Kaixi Yang,
Paul Miller
and
Jesus Martinez del Rincon
DIP-ECOD: Improving Anomaly Detection in Multimodal Distributions (pdf, video)
Anomaly detection algorithms identify unusual events and outliers in large datasets where manual approaches are highly impractical. Most prior anomaly detection methods assume simple unimodal Gaussian data distributions; however, they produce suboptimal results on complex multimodal distributions. To address this problem, we propose DIP-ECOD, a novel anomaly detection algorithm leveraging unsupervised machine learning that generalises to both multimodal and unimodal distributions. DIP-ECOD integrates a dip test within the ECOD framework, using SkinnyDip to split a probability distribution into separate modes, after which ECOD is applied.

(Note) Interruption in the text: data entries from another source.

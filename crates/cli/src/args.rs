//! Command-line arguments.

use clap::{Parser, Subcommand};

#[derive(Parser, Debug)]
#[command(
    name = "ledit",
    version,
    about = "Run multi-agent coding processes against a project"
)]
pub struct Cli {
    #[command(subcommand)]
    pub command: Commands,
}

#[derive(Subcommand, Debug)]
pub enum Commands {
    /// Run a process: a definition file, a process name from
    /// `.ledit/processes`, or a free-form prompt.
    Process {
        /// Process file, process name or prompt.
        target: String,

        /// Model used by agents that do not name one.
        #[arg(long)]
        model: Option<String>,

        /// Run without asking for confirmation.
        #[arg(long)]
        skip_prompt: bool,

        /// Ignore any stored run state and start over.
        #[arg(long)]
        fresh: bool,
    },

    /// Run a single agent on a prompt, outside of any process.
    Agent {
        prompt: String,

        #[arg(long)]
        model: Option<String>,

        #[arg(long)]
        skip_prompt: bool,
    },

    /// Show the stored run state.
    Status {
        /// Print the raw state as JSON.
        #[arg(long)]
        json: bool,
    },

    /// Create `.ledit/` with a config file and example processes.
    Init {
        /// Overwrite an existing configuration.
        #[arg(long)]
        force: bool,

        /// Only write the config file and the single-task process.
        #[arg(long)]
        minimal: bool,
    },
}

#[cfg(test)]
mod tests {
    use super::*;

    #[test]
    fn test_parse_process_flags() {
        let cli = Cli::try_parse_from([
            "ledit",
            "process",
            "example",
            "--model",
            "gpt-4o",
            "--skip-prompt",
            "--fresh",
        ])
        .unwrap();

        match cli.command {
            Commands::Process {
                target,
                model,
                skip_prompt,
                fresh,
            } => {
                assert_eq!(target, "example");
                assert_eq!(model.as_deref(), Some("gpt-4o"));
                assert!(skip_prompt);
                assert!(fresh);
            }
            other => panic!("unexpected command: {other:?}"),
        }
    }

    #[test]
    fn test_agent_requires_prompt() {
        assert!(Cli::try_parse_from(["ledit", "agent"]).is_err());
    }

    #[test]
    fn test_cli_definition_is_consistent() {
        use clap::CommandFactory;
        Cli::command().debug_assert();
    }
}
//! In-memory tool executor for testing.

use crate::tools::base::{ToolAction, ToolError, ToolExecutor, ToolOutcome};
use async_trait::async_trait;
use std::collections::{HashMap, HashSet};
use std::sync::{Mutex, PoisonError};

/// Keeps files in a map and records every action it is asked to run.
pub struct MockToolExecutor {
    available: bool,
    files: Mutex<HashMap<String, String>>,
    failing_targets: HashSet<String>,
    calls: Mutex<Vec<ToolAction>>,
}

impl MockToolExecutor {
    pub fn new() -> Self {
        Self {
            available: true,
            files: Mutex::new(HashMap::new()),
            failing_targets: HashSet::new(),
            calls: Mutex::new(Vec::new()),
        }
    }

    /// Every call returns `ToolError::NotAvailable`.
    pub fn unavailable() -> Self {
        Self {
            available: false,
            ..Self::new()
        }
    }

    /// Actions on `target` (path, command, pattern or url) report failure.
    pub fn failing_on(mut self, target: &str) -> Self {
        self.failing_targets.insert(target.to_string());
        self
    }

    pub fn with_file(self, path: &str, content: &str) -> Self {
        self.files
            .lock()
            .unwrap_or_else(PoisonError::into_inner)
            .insert(path.to_string(), content.to_string());
        self
    }

    pub fn file(&self, path: &str) -> Option<String> {
        self.files
            .lock()
            .unwrap_or_else(PoisonError::into_inner)
            .get(path)
            .cloned()
    }

    pub fn calls(&self) -> Vec<ToolAction> {
        self.calls
            .lock()
            .unwrap_or_else(PoisonError::into_inner)
            .clone()
    }
}

impl Default for MockToolExecutor {
    fn default() -> Self {
        Self::new()
    }
}

#[async_trait]
impl ToolExecutor for MockToolExecutor {
    async fn run_tool(&self, action: &ToolAction) -> Result<ToolOutcome, ToolError> {
        if !self.available {
            return Err(ToolError::NotAvailable(
                "Mock tools not available".to_string(),
            ));
        }

        self.calls
            .lock()
            .unwrap_or_else(PoisonError::into_inner)
            .push(action.clone());

        if self.failing_targets.contains(action.target()) {
            return Ok(ToolOutcome::failed(format!(
                "{} failed on {}",
                action.name(),
                action.target()
            )));
        }

        let mut files = self.files.lock().unwrap_or_else(PoisonError::into_inner);
        let outcome = match action {
            ToolAction::ReadFile { path } => match files.get(path) {
                Some(content) => ToolOutcome::ok(content.clone()),
                None => ToolOutcome::failed(format!("{path} not found")),
            },
            ToolAction::WriteFile {
                path,
                content: Some(content),
            } => {
                files.insert(path.clone(), content.clone());
                ToolOutcome::ok(format!("wrote {path}"))
            }
            ToolAction::WriteFile { path, content: None } | ToolAction::EditFile { path, .. } => {
                ToolOutcome::failed(format!("no content supplied for {path}"))
            }
            ToolAction::RunShell { command } => ToolOutcome::ok(format!("ran {command}")),
            ToolAction::SearchFiles { pattern } => {
                let mut hits: Vec<&String> = files
                    .iter()
                    .filter(|(_, content)| content.contains(pattern.as_str()))
                    .map(|(path, _)| path)
                    .collect();
                hits.sort();
                ToolOutcome::ok(
                    hits.into_iter()
                        .map(String::as_str)
                        .collect::<Vec<_>>()
                        .join("\n"),
                )
            }
            ToolAction::FetchUrl { url } => ToolOutcome::ok(format!("fetched {url}")),
        };

        Ok(outcome)
    }
}
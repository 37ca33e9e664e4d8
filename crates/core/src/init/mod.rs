//! Project initialization.
//!
//! Generates a `.ledit/` directory with:
//! - Engine configuration (`config.toml`)
//! - Example process definitions (`processes/*.json`)
//!
//! # Example
//!
//! ```no_run
//! use ledit_core::init::{generate_ledit_structure, InitOptions};
//! use std::path::PathBuf;
//!
//! # async fn example() -> Result<(), Box<dyn std::error::Error>> {
//! let options = InitOptions {
//!     target_dir: PathBuf::from("."),
//!     force: false,
//!     minimal: false,
//! };
//!
//! let written = generate_ledit_structure(options).await?;
//! println!("Wrote {} files", written.len());
//! # Ok(())
//! # }
//! ```

pub mod error;
pub mod generator;
pub mod templates;

pub use error::{InitError, InitResult};
pub use generator::{generate_ledit_structure, InitOptions};
pub use templates::{get_template, list_templates};
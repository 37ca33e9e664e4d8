//! Observer events.
//!
//! The scheduler reports progress on an `mpsc` channel so a front end can
//! render it without reading the state file. Events are advisory: the state
//! file stays the source of truth, and a dropped receiver never affects
//! execution.
//!
//! Uses tagged enum serialization for TypeScript compatibility:
//! ```json
//! {
//!   "type": "stepStatusUpdate",
//!   "payload": {
//!     "process_id": "uuid-here",
//!     "step_id": "backend",
//!     "status": "running",
//!     "attempt": 1
//!   }
//! }
//! ```

use serde::{Deserialize, Serialize};
use ts_rs::TS;
use uuid::Uuid;

use crate::process_models::StepStatus;
use crate::run_state::BudgetStatus;

/// Events sent from the engine to observers.
#[derive(Debug, Clone, Serialize, Deserialize, TS)]
#[serde(tag = "type", content = "payload", rename_all = "camelCase")]
pub enum Event {
    /// A process run has started (or resumed).
    ProcessStarted {
        #[ts(type = "string")]
        process_id: Uuid,
        goal: String,
        step_count: usize,
    },

    /// A step's status or attempt counter has changed.
    StepStatusUpdate {
        #[ts(type = "string")]
        process_id: Uuid,
        step_id: String,
        status: StepStatus,
        attempt: u32,
    },

    /// A step has produced a log line.
    StepLog {
        #[ts(type = "string")]
        process_id: Uuid,
        step_id: String,
        content: String,
    },

    /// An agent crossed a budget threshold.
    BudgetAlert {
        #[ts(type = "string")]
        process_id: Uuid,
        agent_id: String,
        status: BudgetStatus,
        tokens_used: u64,
        cost_used: f64,
    },

    ProcessCompleted {
        #[ts(type = "string")]
        process_id: Uuid,
    },

    ProcessFailed {
        #[ts(type = "string")]
        process_id: Uuid,
        error: String,
    },

    ProcessCancelled {
        #[ts(type = "string")]
        process_id: Uuid,
    },
}
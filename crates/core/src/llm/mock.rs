//! Scripted LLM client for testing.
//!
//! Responses are chosen by [`LlmPurpose`]: queued responses are consumed
//! first, then the per-purpose default is returned. Every request is
//! recorded so tests can assert on call counts and prompts.

use crate::llm::base::{Completion, LlmClient, LlmError, LlmPurpose, LlmRequest};
use async_trait::async_trait;
use std::collections::{HashMap, VecDeque};
use std::sync::{Mutex, PoisonError};
use std::time::Duration;

/// A plan with a single write todo, the default answer to `Plan` requests.
pub const DEFAULT_PLAN: &str =
    r#"[{"description":"Write the result","action":"write_file","path":"output.txt","content":"done"}]"#;

/// The default answer to `Evaluate` requests.
pub const DEFAULT_ACCEPT: &str = r#"{"status":"accept","feedback":"looks good"}"#;

pub struct MockLlmClient {
    available: bool,
    tokens_per_call: u64,
    delay: Option<Duration>,
    model_delays: HashMap<String, Duration>,
    defaults: HashMap<LlmPurpose, String>,
    queued: Mutex<HashMap<LlmPurpose, VecDeque<Result<String, LlmError>>>>,
    calls: Mutex<Vec<LlmRequest>>,
}

impl MockLlmClient {
    /// A client that plans one write, generates content and accepts.
    pub fn new() -> Self {
        let mut defaults = HashMap::new();
        defaults.insert(LlmPurpose::Answer, "Mock answer".to_string());
        defaults.insert(LlmPurpose::Plan, DEFAULT_PLAN.to_string());
        defaults.insert(LlmPurpose::Generate, "generated content".to_string());
        defaults.insert(LlmPurpose::Evaluate, DEFAULT_ACCEPT.to_string());

        Self {
            available: true,
            tokens_per_call: 10,
            delay: None,
            model_delays: HashMap::new(),
            defaults,
            queued: Mutex::new(HashMap::new()),
            calls: Mutex::new(Vec::new()),
        }
    }

    pub fn unavailable() -> Self {
        Self {
            available: false,
            ..Self::new()
        }
    }

    /// Replace the default response for a purpose.
    pub fn with_response(mut self, purpose: LlmPurpose, text: impl Into<String>) -> Self {
        self.defaults.insert(purpose, text.into());
        self
    }

    /// Queue a one-shot response (or error) for a purpose.
    pub fn with_queued(self, purpose: LlmPurpose, response: Result<String, LlmError>) -> Self {
        self.queued
            .lock()
            .unwrap_or_else(PoisonError::into_inner)
            .entry(purpose)
            .or_default()
            .push_back(response);
        self
    }

    pub fn with_tokens_per_call(mut self, tokens: u64) -> Self {
        self.tokens_per_call = tokens;
        self
    }

    /// Sleep before answering each request.
    pub fn with_delay(mut self, delay: Duration) -> Self {
        self.delay = Some(delay);
        self
    }

    /// Sleep before answering requests for `model`. Overrides `with_delay`.
    pub fn with_model_delay(mut self, model: impl Into<String>, delay: Duration) -> Self {
        self.model_delays.insert(model.into(), delay);
        self
    }

    pub fn calls(&self) -> Vec<LlmRequest> {
        self.calls
            .lock()
            .unwrap_or_else(PoisonError::into_inner)
            .clone()
    }

    pub fn call_count(&self, purpose: LlmPurpose) -> usize {
        self.calls()
            .iter()
            .filter(|request| request.purpose == purpose)
            .count()
    }
}

impl Default for MockLlmClient {
    fn default() -> Self {
        Self::new()
    }
}

#[async_trait]
impl LlmClient for MockLlmClient {
    async fn check_availability(&self) -> bool {
        self.available
    }

    async fn complete(&self, request: &LlmRequest) -> Result<Completion, LlmError> {
        if !self.available {
            return Err(LlmError::NotAvailable("Mock LLM not available".to_string()));
        }

        self.calls
            .lock()
            .unwrap_or_else(PoisonError::into_inner)
            .push(request.clone());

        let delay = self.model_delays.get(&request.model).copied().or(self.delay);
        if let Some(delay) = delay {
            tokio::time::sleep(delay).await;
        }

        let queued = self
            .queued
            .lock()
            .unwrap_or_else(PoisonError::into_inner)
            .get_mut(&request.purpose)
            .and_then(VecDeque::pop_front);

        let text = match queued {
            Some(response) => response?,
            None => self
                .defaults
                .get(&request.purpose)
                .cloned()
                .unwrap_or_default(),
        };

        Ok(Completion::new(text, self.tokens_per_call))
    }
}
//! Property-based tests for the step pointer state machine
//!
//! A scripted validator decides which steps are incomplete; random sequences
//! of navigation commands must never break the pointer invariants.

use kyc_onboarding::steps::{StepMachine, StepReport, StepValidator, Transition};
use proptest::prelude::*;

const TOTAL: u8 = 5;

/// Steps listed in `bad` always fail validation.
struct Scripted {
    bad: Vec<u8>,
}

impl StepValidator for Scripted {
    fn validate_step(&mut self, step: u8) -> StepReport {
        let mut report = StepReport::new(step);
        if self.bad.contains(&step) {
            report.push(format!("field on step {step}"));
        }
        report
    }
}

#[derive(Debug, Clone)]
enum Command {
    Next,
    Previous,
    GoTo(u8),
}

// PROPERTY TEST STRATEGIES

fn command_strategy() -> impl Strategy<Value = Command> {
    prop_oneof![
        Just(Command::Next),
        Just(Command::Previous),
        (0u8..=TOTAL + 1).prop_map(Command::GoTo),
    ]
}

fn bad_steps_strategy() -> impl Strategy<Value = Vec<u8>> {
    prop::collection::vec(1u8..=TOTAL, 0..3)
}

// PROPERTY TESTS

proptest! {
    /// 1 <= current <= highest <= total after any command sequence
    #[test]
    fn pointers_stay_ordered(
        bad in bad_steps_strategy(),
        commands in prop::collection::vec(command_strategy(), 0..40),
    ) {
        let mut machine = StepMachine::new(TOTAL);
        let mut validator = Scripted { bad };
        for command in commands {
            let _ = match command {
                Command::Next => machine.next(&mut validator).map(|_| ()),
                Command::Previous => {
                    machine.previous();
                    Ok(())
                }
                Command::GoTo(target) => machine.go_to(target, &mut validator).map(|_| ()),
            };
            prop_assert!(1 <= machine.current());
            prop_assert!(machine.current() <= machine.highest());
            prop_assert!(machine.highest() <= TOTAL);
        }
    }

    /// The machine never moves past the first incomplete step
    #[test]
    fn never_passes_an_incomplete_step(
        bad in bad_steps_strategy(),
        commands in prop::collection::vec(command_strategy(), 0..40),
    ) {
        let first_bad = bad.iter().copied().min().unwrap_or(TOTAL);
        let mut machine = StepMachine::new(TOTAL);
        let mut validator = Scripted { bad };
        for command in commands {
            match command {
                Command::Next => { let _ = machine.next(&mut validator); }
                Command::Previous => { machine.previous(); }
                Command::GoTo(target) => { let _ = machine.go_to(target, &mut validator); }
            }
            prop_assert!(machine.highest() <= first_bad);
        }
    }

    /// Resume lands on the first incomplete step before the saved pointer
    #[test]
    fn restore_lands_on_first_incomplete(
        bad in bad_steps_strategy(),
        saved in prop::option::of(0u8..=TOTAL + 2),
    ) {
        let mut machine = StepMachine::new(TOTAL);
        let target = saved.filter(|s| (1..=TOTAL).contains(s)).unwrap_or(1);
        let expected = bad
            .iter()
            .copied()
            .filter(|s| *s < target)
            .min()
            .unwrap_or(target);
        let landed = machine.restore(saved, &mut Scripted { bad });
        prop_assert_eq!(landed, expected);
        prop_assert_eq!(machine.current(), expected);
        prop_assert_eq!(machine.highest(), expected);
    }

    /// Moving back is always allowed and never validates
    #[test]
    fn previous_never_fails(steps in 1u8..=TOTAL) {
        let mut machine = StepMachine::new(TOTAL);
        let mut all_good = Scripted { bad: Vec::new() };
        for _ in 1..steps {
            machine.next(&mut all_good).unwrap();
        }
        let transition = machine.previous();
        if steps == 1 {
            prop_assert_eq!(transition, Transition::Stayed(1));
        } else {
            prop_assert_eq!(transition, Transition::Moved { from: steps, to: steps - 1 });
        }
    }
}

In this way, difficult-to-find outliers between modes and hidden in the distribution tails of each mode are also detected. Experiments using nine benchmark datasets across a range of domains such as healthcare and imagery demonstrate DIP-ECOD’s improved performance over ECOD in detecting outliers in both multimodal and unimodal distributions, with DIP-ECOD achieving an average AUC score of 0.791 compared to ECOD’s 0.761. Further, using a proprietary enterprise dataset, we show DIP-ECOD effectively identifies anomalous Github commits, indicating its applicability to information security and software vulnerability, where multi modal distributions are expected.